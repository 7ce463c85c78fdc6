pub mod ai_feedback;
pub mod ai_logs;
pub mod user_ai_usage;
pub mod users;

pub use ai_feedback::Entity as AiFeedback;
pub use ai_logs::Entity as AiLogs;
pub use user_ai_usage::Entity as UserAiUsage;
pub use users::Entity as Users;

// Type aliases
pub type UserRecord = users::Model;
pub type InteractionLog = ai_logs::Model;
pub type FeedbackRecord = ai_feedback::Model;
pub type UsageRecord = user_ai_usage::Model;
pub type Rating = ai_feedback::Rating;
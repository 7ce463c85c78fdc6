use super::{UserAiUsage, Users};
use sea_orm_migration::prelude::*;

#[derive(DeriveMigrationName)]
pub struct Migration;

#[async_trait::async_trait]
impl MigrationTrait for Migration {
    async fn up(&self, manager: &SchemaManager) -> Result<(), DbErr> {
        manager
            .create_table(
                Table::create()
                    .table(UserAiUsage::Table)
                    .if_not_exists()
                    .col(
                        ColumnDef::new(UserAiUsage::Id)
                            .integer()
                            .not_null()
                            .auto_increment()
                            .primary_key(),
                    )
                    .col(ColumnDef::new(UserAiUsage::UserId).integer().not_null())
                    .col(ColumnDef::new(UserAiUsage::Month).string_len(7).not_null())
                    .col(
                        ColumnDef::new(UserAiUsage::TokensUsed)
                            .big_integer()
                            .not_null()
                            .default(0),
                    )
                    .col(
                        ColumnDef::new(UserAiUsage::EstimatedCost)
                            .decimal_len(10, 6)
                            .not_null()
                            .default(0),
                    )
                    .col(
                        ColumnDef::new(UserAiUsage::CreatedAt)
                            .timestamp_with_time_zone()
                            .not_null(),
                    )
                    .col(
                        ColumnDef::new(UserAiUsage::UpdatedAt)
                            .timestamp_with_time_zone()
                            .not_null(),
                    )
                    .to_owned(),
            )
            .await?;

        if manager.get_database_backend() == sea_orm::DatabaseBackend::Postgres {
            manager
                .create_foreign_key(
                    ForeignKey::create()
                        .name("fk_user_ai_usage_user_id")
                        .from(UserAiUsage::Table, UserAiUsage::UserId)
                        .to(Users::Table, Users::Id)
                        .on_delete(ForeignKeyAction::Cascade)
                        .to_owned(),
                )
                .await?;
        }

        // The accounting upsert depends on this uniqueness
        manager
            .create_index(
                Index::create()
                    .if_not_exists()
                    .name("idx_user_ai_usage_user_id_month")
                    .table(UserAiUsage::Table)
                    .col(UserAiUsage::UserId)
                    .col(UserAiUsage::Month)
                    .unique()
                    .to_owned(),
            )
            .await
    }

    async fn down(&self, manager: &SchemaManager) -> Result<(), DbErr> {
        manager
            .drop_table(Table::drop().table(UserAiUsage::Table).to_owned())
            .await
    }
}
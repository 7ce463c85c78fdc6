use crate::Config;
use clap::Subcommand;
use tracing::info;

#[derive(Subcommand)]
pub enum MigrateAction {
    /// Run all pending migrations
    Up,
    /// Rollback the last migration
    Down {
        #[arg(
            short,
            long,
            help = "Number of migrations to rollback",
            default_value = "1"
        )]
        steps: u32,
    },
    /// Show migration status
    Status,
}

pub async fn handle_migrate_command(
    action: MigrateAction,
    config: &Config,
) -> Result<(), Box<dyn std::error::Error>> {
    use crate::database::migration::Migrator;
    use crate::database::{DatabaseManager, DatabaseManagerImpl};
    use sea_orm_migration::MigratorTrait;

    let db_manager = DatabaseManagerImpl::new_from_config(&config.database).await?;
    let connection = db_manager.connection();

    match action {
        MigrateAction::Up => {
            info!("Running pending migrations...");
            Migrator::up(connection, None).await?;
            info!("All migrations completed successfully");
        }
        MigrateAction::Down { steps } => {
            info!("Rolling back {} migration(s)...", steps);
            Migrator::down(connection, Some(steps)).await?;
            info!("Rollback completed successfully");
        }
        MigrateAction::Status => {
            info!("Checking migration status...");
            Migrator::status(connection).await?;
            println!("Migration status check completed (see logs for details)");
        }
    }

    Ok(())
}
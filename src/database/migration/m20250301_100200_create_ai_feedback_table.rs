use super::{AiFeedback, AiLogs, Users};
use sea_orm_migration::prelude::*;

#[derive(DeriveMigrationName)]
pub struct Migration;

#[async_trait::async_trait]
impl MigrationTrait for Migration {
    async fn up(&self, manager: &SchemaManager) -> Result<(), DbErr> {
        manager
            .create_table(
                Table::create()
                    .table(AiFeedback::Table)
                    .if_not_exists()
                    .col(
                        ColumnDef::new(AiFeedback::Id)
                            .integer()
                            .not_null()
                            .auto_increment()
                            .primary_key(),
                    )
                    .col(ColumnDef::new(AiFeedback::AiLogId).integer().not_null())
                    .col(ColumnDef::new(AiFeedback::UserId).integer().null())
                    .col(
                        ColumnDef::new(AiFeedback::Rating)
                            .string_len(16)
                            .not_null(),
                    )
                    .col(ColumnDef::new(AiFeedback::Comment).text().null())
                    .col(
                        ColumnDef::new(AiFeedback::CreatedAt)
                            .timestamp_with_time_zone()
                            .not_null(),
                    )
                    .to_owned(),
            )
            .await?;

        if manager.get_database_backend() == sea_orm::DatabaseBackend::Postgres {
            manager
                .create_foreign_key(
                    ForeignKey::create()
                        .name("fk_ai_feedback_ai_log_id")
                        .from(AiFeedback::Table, AiFeedback::AiLogId)
                        .to(AiLogs::Table, AiLogs::Id)
                        .on_delete(ForeignKeyAction::Cascade)
                        .to_owned(),
                )
                .await?;

            manager
                .create_foreign_key(
                    ForeignKey::create()
                        .name("fk_ai_feedback_user_id")
                        .from(AiFeedback::Table, AiFeedback::UserId)
                        .to(Users::Table, Users::Id)
                        .on_delete(ForeignKeyAction::SetNull)
                        .to_owned(),
                )
                .await?;
        }

        manager
            .create_index(
                Index::create()
                    .if_not_exists()
                    .name("idx_ai_feedback_ai_log_id")
                    .table(AiFeedback::Table)
                    .col(AiFeedback::AiLogId)
                    .to_owned(),
            )
            .await
    }

    async fn down(&self, manager: &SchemaManager) -> Result<(), DbErr> {
        manager
            .drop_table(Table::drop().table(AiFeedback::Table).to_owned())
            .await
    }
}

•••

Reproduce the material above in full, exactly.

repository 7ce463c85c78fdc6
pub mod ai_feedback;
pub mod ai_logs;
pub mod user_ai_usage;
pub mod users;

pub use ai_feedback::Entity as AiFeedback;
pub use ai_logs::Entity as AiLogs;
pub use user_ai_usage::Entity as UserAiUsage;
pub use users::Entity as Users;

// Type aliases
pub type UserRecord = users::Model;
pub type InteractionLog = ai_logs::Model;
pub type FeedbackRecord = ai_feedback::Model;
pub type UsageRecord = user_ai_usage::Model;
pub type Rating = ai_feedback::Rating;
repository 7ce463c85c78fdc6
use super::{UserAiUsage, Users};
use sea_orm_migration::prelude::*;

#[derive(DeriveMigrationName)]
pub struct Migration;

#[async_trait::async_trait]
impl MigrationTrait for Migration {
    async fn up(&self, manager: &SchemaManager) -> Result<(), DbErr> {
        manager
            .create_table(
                Table::create()
                    .table(UserAiUsage::Table)
                    .if_not_exists()
                    .col(
                        ColumnDef::new(UserAiUsage::Id)
                            .integer()
                            .not_null()
                            .auto_increment()
                            .primary_key(),
                    )
                    .col(ColumnDef::new(UserAiUsage::UserId).integer().not_null())
                    .col(ColumnDef::new(UserAiUsage::Month).string_len(7).not_null())
                    .col(
                        ColumnDef::new(UserAiUsage::TokensUsed)
                            .big_integer()
                            .not_null()
                            .default(0),
                    )
                    .col(
                        ColumnDef::new(UserAiUsage::EstimatedCost)
                            .decimal_len(10, 6)
                            .not_null()
                            .default(0),
                    )
                    .col(
                        ColumnDef::new(UserAiUsage::CreatedAt)
                            .timestamp_with_time_zone()
                            .not_null(),
                    )
                    .col(
                        ColumnDef::new(UserAiUsage::UpdatedAt)
                            .timestamp_with_time_zone()
                            .not_null(),
                    )
                    .to_owned(),
            )
            .await?;

        if manager.get_database_backend() == sea_orm::DatabaseBackend::Postgres {
            manager
                .create_foreign_key(
                    ForeignKey::create()
                        .name("fk_user_ai_usage_user_id")
                        .from(UserAiUsage::Table, UserAiUsage::UserId)
                        .to(Users::Table, Users::Id)
                        .on_delete(ForeignKeyAction::Cascade)
                        .to_owned(),
                )
                .await?;
        }

        // The accounting upsert depends on this uniqueness
        manager
            .create_index(
                Index::create()
                    .if_not_exists()
                    .name("idx_user_ai_usage_user_id_month")
                    .table(UserAiUsage::Table)
                    .col(UserAiUsage::UserId)
                    .col(UserAiUsage::Month)
                    .unique()
                    .to_owned(),
            )
            .await
    }

    async fn down(&self, manager: &SchemaManager) -> Result<(), DbErr> {
        manager
            .drop_table(Table::drop().table(UserAiUsage::Table).to_owned())
            .await
    }
}
repository 7ce463c85c78fdc6
use crate::Config;
use clap::Subcommand;
use tracing::info;

#[derive(Subcommand)]
pub enum MigrateAction {
    /// Run all pending migrations
    Up,
    /// Rollback the last migration
    Down {
        #[arg(
            short,
            long,
            help = "Number of migrations to rollback",
            default_value = "1"
        )]
        steps: u32,
    },
    /// Show migration status
    Status,
}

pub async fn handle_migrate_command(
    action: MigrateAction,
    config: &Config,
) -> Result<(), Box<dyn std::error::Error>> {
    use crate::database::migration::Migrator;
    use crate::database::{DatabaseManager, DatabaseManagerImpl};
    use sea_orm_migration::MigratorTrait;

    let db_manager = DatabaseManagerImpl::new_from_config(&config.database).await?;
    let connection = db_manager.connection();

    match action {
        MigrateAction::Up => {
            info!("Running pending migrations...");
            Migrator::up(connection, None).await?;
            info!("All migrations completed successfully");
        }
        MigrateAction::Down { steps } => {
            info!("Rolling back {} migration(s)...", steps);
            Migrator::down(connection, Some(steps)).await?;
            info!("Rollback completed successfully");
        }
        MigrateAction::Status => {
            info!("Checking migration status...");
            Migrator::status(connection).await?;
            println!("Migration status check completed (see logs for details)");
        }
    }

    Ok(())
}
filename src/database/migration/m20250301_100200_create_ai_feedback_table.rs
use super::{AiFeedback, AiLogs, Users};
use sea_orm_migration::prelude::*;

#[derive(DeriveMigrationName)]
pub struct Migration;

#[async_trait::async_trait]
impl MigrationTrait for Migration {
    async fn up(&self, manager: &SchemaManager) -> Result<(), DbErr> {
        manager
            .create_table(
                Table::create()
                    .table(AiFeedback::Table)
                    .if_not_exists()
                    .col(
                        ColumnDef::new(AiFeedback::Id)
                            .integer()
                            .not_null()
                            .auto_increment()
                            .primary_key(),
                    )
                    .col(ColumnDef::new(AiFeedback::AiLogId).integer().not_null())
                    .col(ColumnDef::new(AiFeedback::UserId).integer().null())
                    .col(
                        ColumnDef::new(AiFeedback::Rating)
                            .string_len(16)
                            .not_null(),
                    )
                    .col(ColumnDef::new(AiFeedback::Comment).text().null())
                    .col(
                        ColumnDef::new(AiFeedback::CreatedAt)
                            .timestamp_with_time_zone()
                            .not_null(),
                    )
                    .to_owned(),
            )
            .await?;

        if manager.get_database_backend() == sea_orm::DatabaseBackend::Postgres {
            manager
                .create_foreign_key(
                    ForeignKey::create()
                        .name("fk_ai_feedback_ai_log_id")
                        .from(AiFeedback::Table, AiFeedback::AiLogId)
                        .to(AiLogs::Table, AiLogs::Id)
                        .on_delete(ForeignKeyAction::Cascade)
                        .to_owned(),
                )
                .await?;

            manager
                .create_foreign_key(
                    ForeignKey::create()
                        .name("fk_ai_feedback_user_id")
                        .from(AiFeedback::Table, AiFeedback::UserId)
                        .to(Users::Table, Users::Id)
                        .on_delete(ForeignKeyAction::SetNull)
                        .to_owned(),
                )
                .await?;
        }

        manager
            .create_index(
                Index::create()
                    .if_not_exists()
                    .name("idx_ai_feedback_ai_log_id")
                    .table(AiFeedback::Table)
                    .col(AiFeedback::AiLogId)
                    .to_owned(),
            )
            .await
    }

    async fn down(&self, manager: &SchemaManager) -> Result<(), DbErr> {
        manager
            .drop_table(Table::drop().table(AiFeedback::Table).to_owned())
            .await
    }
}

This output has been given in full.